You can then select the forged file in the file picker above again, to verify that it still has the same hash. If you were hosting one of Mega’s CDN nodes (or you were a government official of the CDN hoster’s jurisdiction), you could now take over Mega and steal users’ encryption keys. While Mega’s sales pitch is impressive, and their ideas are interesting, the implementation suffers from fatal flaws. This casts serious doubts over their entire operation and the competence of those behind it.

Kim Dotcom pulled a Nintendo Wii. Mega has decent design ideas, but it has been poorly implemented by people clearly unfamiliar with basic cryptography. Using CBC-MAC as a hash function is worse than using strncmp to compare binary SHA-1 values (which was the hole behind the venerable Wii fakesigning exploit). The people who botched the Wii’s hash check also wrote a “secure” kernel riddled with exploits. Do you trust web developers who can’t tell a MAC from a strong hash to write a secure cloud storage site? You decide.

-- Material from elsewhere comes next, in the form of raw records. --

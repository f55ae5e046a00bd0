use anyhow::{Context, Result};
use image::DynamicImage;
use std::fs;
use std::path::PathBuf;
use std::process::Command;
use tracing::{debug, warn};

use crate::core::errors::{OcrError, OcrResult};
use crate::core::geometry::Rect;
use crate::core::model::Level;
use crate::ocr::variables::{MemoryVariables, VariableStore, VariableValue};
use crate::ocr::{RawElement, RecognitionBackend, SegmentationMode};

/// One line of Tesseract's `makebox` output, in top-down coordinates.
#[derive(Debug, Clone, PartialEq)]
pub struct BoxSymbol {
    pub text: String,
    pub bbox: Rect,
}

/// Backend that shells out to the `tesseract` executable.
#[derive(Debug, Clone)]
pub struct TesseractCli {
    executable: PathBuf,
    language: String,
    data_path: Option<PathBuf>,
    variables: MemoryVariables,
}

impl Default for TesseractCli {
    fn default() -> Self {
        Self::new()
    }
}

impl TesseractCli {
    pub fn new() -> Self {
        Self {
            executable: PathBuf::from("tesseract"),
            language: "eng".to_string(),
            data_path: None,
            variables: MemoryVariables::new(),
        }
    }

    pub fn with_executable(mut self, executable: PathBuf) -> Self {
        self.executable = executable;
        self
    }

    pub fn with_language(mut self, language: String) -> Self {
        self.language = language;
        self
    }

    pub fn with_data_path(mut self, data_path: PathBuf) -> Self {
        self.data_path = Some(data_path);
        self
    }

    pub fn language(&self) -> &str {
        &self.language
    }

    fn run(&self, image: &DynamicImage, region: Rect, mode: SegmentationMode) -> Result<Vec<RawElement>> {
        if region.is_empty() {
            return Ok(Vec::new());
        }
        let crop = image.crop_imm(region.x1, region.y1, region.width(), region.height());
        let work_dir = tempfile::tempdir().context("failed to create OCR work directory")?;
        let image_path = work_dir.path().join("region.png");
        crop.save(&image_path)
            .with_context(|| format!("failed to write {}", image_path.display()))?;
        let base = work_dir.path().join("result");

        let mut command = Command::new(&self.executable);
        command
            .arg(&image_path)
            .arg(&base)
            .arg("--psm")
            .arg(mode.as_psm().to_string())
            .arg("-l")
            .arg(&self.language);
        if let Some(data_path) = &self.data_path {
            command.arg("--tessdata-dir").arg(data_path);
        }
        for (name, value) in self.variables.entries() {
            command.arg("-c").arg(format!("{name}={}", value.to_engine_arg()));
        }
        command.arg("tsv").arg("makebox");
        debug!(?command, "running tesseract");

        let output = command
            .output()
            .with_context(|| format!("failed to invoke {}", self.executable.display()))?;
        if !output.status.success() {
            let stderr = String::from_utf8_lossy(&output.stderr);
            anyhow::bail!("tesseract exited with {}: {stderr}", output.status);
        }

        let tsv_path = base.with_extension("tsv");
        let tsv = fs::read_to_string(&tsv_path)
            .with_context(|| format!("missing tsv output {}", tsv_path.display()))?;
        let box_path = base.with_extension("box");
        let boxes = fs::read_to_string(&box_path)
            .with_context(|| format!("missing box output {}", box_path.display()))?;

        let mut records = parse_tsv(&tsv)?;
        let symbols = parse_box(&boxes, crop.height())?;
        attach_symbols(&mut records, symbols);
        for record in &mut records {
            record.bbox = record.bbox.map(|b| b.translate(region.x1, region.y1));
        }
        Ok(records)
    }
}

impl VariableStore for TesseractCli {
    fn get(&self, name: &str) -> Option<VariableValue> {
        self.variables.get(name)
    }

    fn set(&mut self, name: &str, value: VariableValue) -> bool {
        self.variables.set(name, value)
    }

    fn entries(&self) -> Vec<(String, VariableValue)> {
        self.variables.entries()
    }
}

impl RecognitionBackend for TesseractCli {
    fn recognize(
        &self,
        image: &DynamicImage,
        region: Rect,
        mode: SegmentationMode,
    ) -> OcrResult<Vec<RawElement>> {
        self.run(image, region, mode)
            .map_err(|err| OcrError::RecognitionFailure(format!("{err:#}")))
    }
}

/// Parses Tesseract's TSV output into block..word records.
///
/// The page row (level 1) is skipped, a confidence of -1 means "not
/// reported", and words with blank text are dropped.
pub fn parse_tsv(tsv: &str) -> Result<Vec<RawElement>> {
    let mut records = Vec::new();
    for (row, line) in tsv.lines().enumerate() {
        if line.is_empty() || line.starts_with("level") {
            continue;
        }
        let fields: Vec<&str> = line.splitn(12, '\t').collect();
        if fields.len() < 11 {
            anyhow::bail!("tsv row {} has {} fields", row + 1, fields.len());
        }
        let number = |i: usize| -> Result<u32> {
            fields[i]
                .trim()
                .parse()
                .with_context(|| format!("tsv row {} column {}", row + 1, i + 1))
        };
        let level = match number(0)? {
            2 => Level::Block,
            3 => Level::Paragraph,
            4 => Level::TextLine,
            5 => Level::Word,
            _ => continue,
        };
        let text = fields.get(11).map(|t| t.trim()).unwrap_or_default();
        if level == Level::Word && text.is_empty() {
            continue;
        }
        let ordinals = [number(2)?, number(3)?, number(4)?, number(5)?].map(|n| n as usize);
        let confidence: f32 = fields[10]
            .trim()
            .parse()
            .with_context(|| format!("tsv row {} confidence", row + 1))?;

        let mut record = RawElement::new(level, &ordinals)
            .with_bbox(Rect::new(number(6)?, number(7)?, number(8)?, number(9)?));
        if confidence >= 0.0 {
            record = record.with_confidence(confidence);
        }
        if level == Level::Word {
            record = record.with_text(text);
        }
        records.push(record);
    }
    Ok(records)
}

/// Parses `makebox` lines: `<char> <left> <bottom> <right> <top> <page>`,
/// with Y measured from the bottom of an image `image_height` pixels tall.
pub fn parse_box(boxes: &str, image_height: u32) -> Result<Vec<BoxSymbol>> {
    let mut symbols = Vec::new();
    for (row, line) in boxes.lines().enumerate() {
        if line.is_empty() {
            continue;
        }
        let mut fields = line.rsplitn(6, ' ');
        let mut number = || -> Result<u32> {
            fields
                .next()
                .with_context(|| format!("box row {} is truncated", row + 1))?
                .parse()
                .with_context(|| format!("box row {} has a bad coordinate", row + 1))
        };
        let _page = number()?;
        let top = number()?;
        let right = number()?;
        let bottom = number()?;
        let left = number()?;
        let text = fields.next().unwrap_or_default();
        if text.trim().is_empty() {
            continue;
        }
        let bbox = Rect::from_bottom_up(left, bottom, right, top, image_height)
            .with_context(|| format!("box row {}", row + 1))?;
        symbols.push(BoxSymbol {
            text: text.to_string(),
            bbox,
        });
    }
    Ok(symbols)
}

/// Hands box symbols to words in reading order, one per character of the
/// word text. Words are left without symbols once the two sequences disagree.
pub fn attach_symbols(records: &mut Vec<RawElement>, symbols: Vec<BoxSymbol>) {
    let mut symbols = symbols.into_iter().peekable();
    let mut attached = Vec::with_capacity(records.len());
    let mut aligned = true;
    for record in records.drain(..) {
        let is_word = record.level == Level::Word;
        let word_key = record.key();
        let word_text = record.text.clone().unwrap_or_default();
        let word_confidence = record.confidence;
        attached.push(record);
        if !is_word || !aligned {
            continue;
        }

        let mut taken = String::new();
        let mut word_symbols = Vec::new();
        while taken.chars().count() < word_text.chars().count() {
            let Some(symbol) = symbols.next() else { break };
            taken.push_str(&symbol.text);
            word_symbols.push(symbol);
        }
        if taken != word_text {
            warn!(word = %word_text, boxes = %taken, "box symbols do not match word text");
            aligned = false;
            continue;
        }
        for (i, symbol) in word_symbols.into_iter().enumerate() {
            let mut ordinals = word_key.clone();
            ordinals.push(i + 1);
            let mut element = RawElement::new(Level::Symbol, &ordinals)
                .with_bbox(symbol.bbox)
                .with_text(symbol.text);
            element.confidence = word_confidence;
            attached.push(element);
        }
    }
    if symbols.peek().is_some() && aligned {
        warn!(remaining = symbols.count(), "unused box symbols");
    }
    *records = attached;
}
//! Replacement policies forming the next generation of an island.

use std::collections::HashSet;

use rand::Rng;

use super::selection::tournament;
use super::types::{sort_desc, Chromosome};
use crate::graph::EdgeIdx;

/// How an island's next generation is formed after offspring insertion.
///
/// Rates above 1 are treated as 1.
#[derive(Debug, Clone, Copy, PartialEq)]
#[cfg_attr(feature = "serde", derive(serde::Serialize, serde::Deserialize))]
#[cfg_attr(feature = "serde", serde(rename_all = "SCREAMING_SNAKE_CASE"))]
pub enum Replacement {
    /// Resample, with replacement, from the top `rate` fraction.
    Truncation(f64),

    /// Keep the top `rate` fraction and backfill the rest by binary
    /// tournament over the whole island.
    Elite(f64),

    /// Drop duplicate gene sequences, keeping the fittest copy. May shrink
    /// the island.
    Exclusion,

    /// Everyone survives.
    Identity,
}

impl Default for Replacement {
    fn default() -> Self {
        Replacement::Elite(0.1)
    }
}

impl Replacement {
    /// Builds the next generation. Chromosomes must be evaluated.
    pub fn apply<R: Rng>(&self, mut entities: Vec<Chromosome>, rng: &mut R) -> Vec<Chromosome> {
        let n = entities.len();
        if n == 0 {
            return entities;
        }
        match *self {
            Replacement::Truncation(rate) => {
                sort_desc(&mut entities);
                let top = top_count(n, rate);
                (0..n)
                    .map(|_| entities[rng.random_range(0..top)].clone())
                    .collect()
            }
            Replacement::Elite(rate) => {
                let top = top_count(n, rate);
                sort_desc(&mut entities);
                let mut next: Vec<Chromosome> = entities[..top].to_vec();
                while next.len() < n {
                    next.push(entities[tournament(&entities, 2, rng)].clone());
                }
                next
            }
            Replacement::Exclusion => {
                sort_desc(&mut entities);
                let mut seen: HashSet<Vec<EdgeIdx>> = HashSet::with_capacity(n);
                entities
                    .into_iter()
                    .filter(|c| seen.insert(c.genes().to_vec()))
                    .collect()
            }
            Replacement::Identity => entities,
        }
    }

    /// The configured rate, if the policy has one.
    pub fn rate(&self) -> Option<f64> {
        match *self {
            Replacement::Truncation(rate) | Replacement::Elite(rate) => Some(rate),
            Replacement::Exclusion | Replacement::Identity => None,
        }
    }
}

/// `ceil(n * rate)`, at least 1 and at most `n`.
fn top_count(n: usize, rate: f64) -> usize {
    let rate = rate.clamp(0.0, 1.0);
    ((n as f64 * rate).ceil() as usize).clamp(1, n)
}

Update: a few people have asked what the correct approach would’ve been here. The straightforward choice would’ve been to use SHA1. Even MD5 would’ve worked, though (the current attacks against MD5 wouldn’t work against this scenario, as there is no practical second preimage attack for MD5). SHA256 would’ve been the right choice for the more paranoid. If the goal was, as I suspect, to use the same AES core for everything, then a Davies-Meyer construction around AES (which is about the same amount of code as the CBC-MAC is) would’ve worked too, although they should also fix the padding (the “XXX” thing isn’t secure, as you can append any amount of XXXs up to the end of the last block of the file. Something like “YX…X” wouldn’t have this problem, although the right way to do it is to use a proper Merkle-Damgård construction.). SHA1 is faster, though, because when using a block cipher as a hash you have to rerun the key schedule for every block.

I suspect there is also a much subtler bug involving Unicode, because the files are hashed characterwise (not bytewise), but the character code of Unicode characters can exceed 255. Under these circumstances the XOR will do the wrong thing and mix together adjacent characters. I suspect that given some careful work you could create an exploit against the Mega resources that would work even if the construction was changed to Davies-Meyer, by tweaking adjacent pairs of characters such that they perform the same XOR transform on the intermediate hash value after overlapping. The easy fix for this is to just bail out with a failure if any characters in the files are outside of the ASCII range, or to run the hash over the UTF-8 encoded data.

Update (2013-01-24): Mega has now switched to using SHA-256. They get points for fixing it quickly, but I wonder what other subtle or not-so-subtle security problems remain.